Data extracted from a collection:
▼

//! Parallel annotation composition.

use std::path::Path;
use std::sync::Arc;

use futures::future::join_all;

use difftrack_core::{AnnotationProvider, Overlay};

/// Queries every provider for a path and flattens the results.
#[derive(Clone, Default)]
pub struct AnnotationComposer {
    providers: Vec<Arc<dyn AnnotationProvider>>,
}

impl AnnotationComposer {
    pub fn new(providers: Vec<Arc<dyn AnnotationProvider>>) -> Self {
        Self { providers }
    }

    /// Overlays from all providers, in provider registration order. A failing
    /// provider contributes nothing.
    pub async fn compose(&self, path: &Path) -> Vec<Overlay> {
        let queries = self.providers.iter().map(|provider| async move {
            match provider.provide(path).await {
                Ok(overlays) => overlays,
                Err(err) => {
                    tracing::warn!(
                        provider = provider.name(),
                        path = %path.display(),
                        error = %err,
                        "annotation provider failed",
                    );
                    Vec::new()
                }
            }
        });
        join_all(queries).await.into_iter().flatten().collect()
    }
}

#[cfg(test)]
mod tests {
    use super::*;
    use std::time::Duration;

    use crate::testing::{overlay, FailingProvider, StaticProvider};

    #[tokio::test]
    async fn failing_provider_is_skipped_and_order_kept() {
        let composer = AnnotationComposer::new(vec![
            StaticProvider::new("p1", &["x"]) as Arc<dyn AnnotationProvider>,
            Arc::new(FailingProvider),
            StaticProvider::new("p3", &["y", "z"]),
        ]);

        let overlays = composer.compose(Path::new("/repo/a.txt")).await;
        assert_eq!(overlays, vec![overlay("x"), overlay("y"), overlay("z")]);
    }

    #[tokio::test(start_paused = true)]
    async fn order_follows_registration_not_completion() {
        let composer = AnnotationComposer::new(vec![
            StaticProvider::delayed("slow", &["first"], Some(Duration::from_millis(50)))
                as Arc<dyn AnnotationProvider>,
            StaticProvider::delayed("fast", &["second"], Some(Duration::from_millis(1))),
        ]);

        let started = tokio::time::Instant::now();
        let overlays = composer.compose(Path::new("/repo/a.txt")).await;
        assert_eq!(overlays, vec![overlay("first"), overlay("second")]);
        assert!(started.elapsed() < Duration::from_millis(51), "providers ran serially");
    }

    #[tokio::test]
    async fn no_providers_yield_nothing() {
        let composer = AnnotationComposer::default();
        assert!(composer.compose(Path::new("/repo/a.txt")).await.is_empty());
    }
}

▲

● TASK BRIEF: Starting from the first line above, copy the data through to the last line exactly.

● RESPONSE TO THIS TASK:
//! Parallel annotation composition.

use std::path::Path;
use std::sync::Arc;

use futures::future::join_all;

use difftrack_core::{AnnotationProvider, Overlay};

/// Queries every provider for a path and flattens the results.
#[derive(Clone, Default)]
pub struct AnnotationComposer {
    providers: Vec<Arc<dyn AnnotationProvider>>,
}

impl AnnotationComposer {
    pub fn new(providers: Vec<Arc<dyn AnnotationProvider>>) -> Self {
        Self { providers }
    }

    /// Overlays from all providers, in provider registration order. A failing
    /// provider contributes nothing.
    pub async fn compose(&self, path: &Path) -> Vec<Overlay> {
        let queries = self.providers.iter().map(|provider| async move {
            match provider.provide(path).await {
                Ok(overlays) => overlays,
                Err(err) => {
                    tracing::warn!(
                        provider = provider.name(),
                        path = %path.display(),
                        error = %err,
                        "annotation provider failed",
                    );
                    Vec::new()
                }
            }
        });
        join_all(queries).await.into_iter().flatten().collect()
    }
}

#[cfg(test)]
mod tests {
    use super::*;
    use std::time::Duration;

    use crate::testing::{overlay, FailingProvider, StaticProvider};

    #[tokio::test]
    async fn failing_provider_is_skipped_and_order_kept() {
        let composer = AnnotationComposer::new(vec![
            StaticProvider::new("p1", &["x"]) as Arc<dyn AnnotationProvider>,
            Arc::new(FailingProvider),
            StaticProvider::new("p3", &["y", "z"]),
        ]);

        let overlays = composer.compose(Path::new("/repo/a.txt")).await;
        assert_eq!(overlays, vec![overlay("x"), overlay("y"), overlay("z")]);
    }

    #[tokio::test(start_paused = true)]
    async fn order_follows_registration_not_completion() {
        let composer = AnnotationComposer::new(vec![
            StaticProvider::delayed("slow", &["first"], Some(Duration::from_millis(50)))
                as Arc<dyn AnnotationProvider>,
            StaticProvider::delayed("fast", &["second"], Some(Duration::from_millis(1))),
        ]);

        let started = tokio::time::Instant::now();
        let overlays = composer.compose(Path::new("/repo/a.txt")).await;
        assert_eq!(overlays, vec![overlay("first"), overlay("second")]);
        assert!(started.elapsed() < Duration::from_millis(51), "providers ran serially");
    }

    #[tokio::test]
    async fn no_providers_yield_nothing() {
        let composer = AnnotationComposer::default();
        assert!(composer.compose(Path::new("/repo/a.txt")).await.is_empty());
    }
}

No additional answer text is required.